Die 22.000? Die 30.000? Wie viele Menschen wären bereit, sich auf dem Platz zu versammeln, um ihre Freude auszudrücken? Und wie viele würden bereitwillig die Grenzen des Erlaubten überschreiten? In einer Welt, in der das Wort „Platzsturm“ oft mit Negativem assoziiert wird, frage ich mich, ob die Begeisterung, die wir fühlen, nicht gleichzeitig das Potenzial für ein unverhofftes Chaos birgt.
Die Schalker Verantwortlichen haben bereits angedeutet, dass sie im Falle eines Platzsturms die Feierlichkeiten abbrechen oder zumindest stark einschränken werden. Ist das nicht ein Widerspruch in sich? Die Fans feiern den Aufstieg, den Erfolg ihrer Mannschaft, und gleichzeitig wird ihnen ein Hindernis in den Weg gelegt: die Angst, dass ihre Freude in einer Massensituation zur Gefahr werden könnte. Wo bleibt da der Raum für echte Freude, wenn die Angst vor dem Übermaß alles überlagert?
Ich dachte an die vielen anderen Teams, die ähnliche Feiern erlebt haben. Es gibt genügend Beispiele, bei denen ausgelassene Fans in der Begeisterung den Platz stürmten, ohne dass es dabei zu nennenswerten Vorfällen kam. Doch die Zeiten haben sich geändert. In der heutigen Gesellschaft scheinen wir einen unberechenbaren Strömungswechsel hin zur Kontrolle erlebt zu haben — jeder Schritt wird von einem sorgenvollen Blick der Sicherheitskräfte überwacht. Die Euphorie des Fußballs wird durch diese permanente Bedrohung der Ordnungstruppe getrübt.
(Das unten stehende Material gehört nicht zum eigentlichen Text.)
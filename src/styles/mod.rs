//! Style/config registry: the default visual parameters for chart rendering.

mod chart;
mod palette;

pub use chart::{
    BarChartStyleOverrides, BarChartStyles, ChartStyleOverrides, ChartStyles, LineChartStyles,
    Padding, PaddingOverrides,
};
pub use palette::Palette;
//! Synthetic dataset generation for demo charts.

use rand::Rng;
use serde::{Deserialize, Serialize};

/// Parameters for a synthetic dataset draw.
#[derive(Debug, Clone, Copy, PartialEq, Serialize, Deserialize)]
#[serde(default)]
pub struct DatasetSpec {
    /// Number of values to draw
    pub size: usize,
    /// Lower bound parameter (see [`DatasetSpec::generate`] for the exact
    /// role it plays)
    pub min: f64,
    /// Upper bound parameter
    pub max: f64,
}

impl Default for DatasetSpec {
    fn default() -> Self {
        Self {
            size: 10,
            min: 0.0,
            max: 10.0,
        }
    }
}

impl DatasetSpec {
    /// Draw `size` pseudo-random integers from the thread-local RNG.
    ///
    /// Each value is `floor(r * |max - min| - min)` with `r` uniform in
    /// `[0, 1)`, independent per position; duplicates are allowed and no
    /// ordering is applied. Note that `min` is subtracted after scaling, so
    /// the values land in `[-min, |max - min| - min)` — with `min = 0` that
    /// is the conventional `[0, max)`, but a non-zero `min` shifts the
    /// interval rather than raising its floor. Demo renderers depend on this
    /// arithmetic as-is.
    ///
    /// Calls are independent; no seed is shared between them. Non-finite
    /// `min`/`max` produce unspecified values.
    pub fn generate(&self) -> Vec<i64> {
        self.generate_with(&mut rand::thread_rng())
    }

    /// Same draw over a caller-supplied RNG, for deterministic sampling.
    pub fn generate_with<R: Rng>(&self, rng: &mut R) -> Vec<i64> {
        let range = (self.max - self.min).abs();
        (0..self.size)
            .map(|_| (rng.gen::<f64>() * range - self.min).floor() as i64)
            .collect()
    }
}

/// Draw a synthetic dataset with explicit parameters.
///
/// Shorthand for [`DatasetSpec::generate`]; the defaults are
/// `DatasetSpec { size: 10, min: 0.0, max: 10.0 }`.
pub fn generate_dataset(size: usize, min: f64, max: f64) -> Vec<i64> {
    DatasetSpec { size, min, max }.generate()
}

#[cfg(test)]
mod tests {
    use super::*;
    use pretty_assertions::assert_eq;
    use rand::rngs::StdRng;
    use rand::SeedableRng;

    #[test]
    fn test_length_matches_size() {
        for size in [0, 1, 5, 100] {
            assert_eq!(generate_dataset(size, 0.0, 10.0).len(), size);
        }
    }

    #[test]
    fn test_zero_size_is_empty() {
        assert!(generate_dataset(0, 0.0, 10.0).is_empty());
    }

    #[test]
    fn test_default_spec() {
        let spec = DatasetSpec::default();
        assert_eq!(spec.size, 10);
        assert_eq!(spec.min, 0.0);
        assert_eq!(spec.max, 10.0);
        assert_eq!(spec.generate().len(), 10);
    }

    #[test]
    fn test_zero_min_values_stay_in_range() {
        // With min = 0 the offset is inert and values fall in [0, max).
        let mut rng = StdRng::seed_from_u64(7);
        let spec = DatasetSpec {
            size: 1000,
            min: 0.0,
            max: 10.0,
        };
        for value in spec.generate_with(&mut rng) {
            assert!((0..10).contains(&value), "value {} out of [0, 10)", value);
        }
    }

    #[test]
    fn test_nonzero_min_shifts_the_interval() {
        // floor(r * 7 - 3) lands in [-3, 4), not the naive [3, 10).
        let mut rng = StdRng::seed_from_u64(7);
        let spec = DatasetSpec {
            size: 1000,
            min: 3.0,
            max: 10.0,
        };
        for value in spec.generate_with(&mut rng) {
            assert!((-3..4).contains(&value), "value {} out of [-3, 4)", value);
        }
    }

    #[test]
    fn test_swapped_bounds_use_absolute_range() {
        // |max - min| keeps the range positive when the bounds are swapped.
        let mut rng = StdRng::seed_from_u64(7);
        let spec = DatasetSpec {
            size: 1000,
            min: 10.0,
            max: 0.0,
        };
        for value in spec.generate_with(&mut rng) {
            assert!((-10..0).contains(&value), "value {} out of [-10, 0)", value);
        }
    }

    #[test]
    fn test_seeded_draws_are_reproducible() {
        let spec = DatasetSpec::default();
        let a = spec.generate_with(&mut StdRng::seed_from_u64(42));
        let b = spec.generate_with(&mut StdRng::seed_from_u64(42));
        assert_eq!(a, b);
    }

    #[test]
    fn test_degenerate_range_yields_constant_values() {
        let mut rng = StdRng::seed_from_u64(7);
        let spec = DatasetSpec {
            size: 20,
            min: 5.0,
            max: 5.0,
        };
        // range = 0, so every value is floor(-5) = -5.
        assert_eq!(spec.generate_with(&mut rng), vec![-5; 20]);
    }
}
Und doch bleibt eine andere Frage im Raum: Wie können wir unsere Freude zelebrieren, ohne in das Raster von Angst und Kontrolle zu geraten? Wo bleibt der Platz für die Unbeschwertheit, die das Fußballspiel erst lebendig macht? Ich kann mir vorstellen, dass viele Fans sich bereits fragen, ob sie sich inmitten eines Jubels wirklich sicher fühlen können.
Die Worte des Vereinspräsidenten kamen mir in den Sinn, der in einem Interview sagte, dass er Verständnis für die Sicherheitsbedenken habe, aber auch den ungebremsten Enthusiasmus der Fans nicht anketten möchte. Eine heikle Balance, die zu finden ist zwischen Sicherheit und der Freiheit, das Leben zu feiern. Aber wie lange wird diese Balance noch tragbar sein?
Der Abpfiff ertönte, und die Freude explodierte tatsächlich im Stadion. Die Fans umarmten sich, vereinten sich in einem Chor des Triumphes. Für einen kurzen Moment schien die Angst zu verschwinden. Doch die Gedanken an die Konsequenzen einer solchen Massensituation blieben. So sehr ich mir einen unbeschwerten Feierabend gewünscht hätte, schwebte über dem gesamten Ereignis der Schatten eines potenziellen Platzsturms, der uns daran erinnerte, dass nicht nur der Ball, sondern auch die gesellschaftlichen Rahmenbedingungen den Spielverlauf beeinflussen können.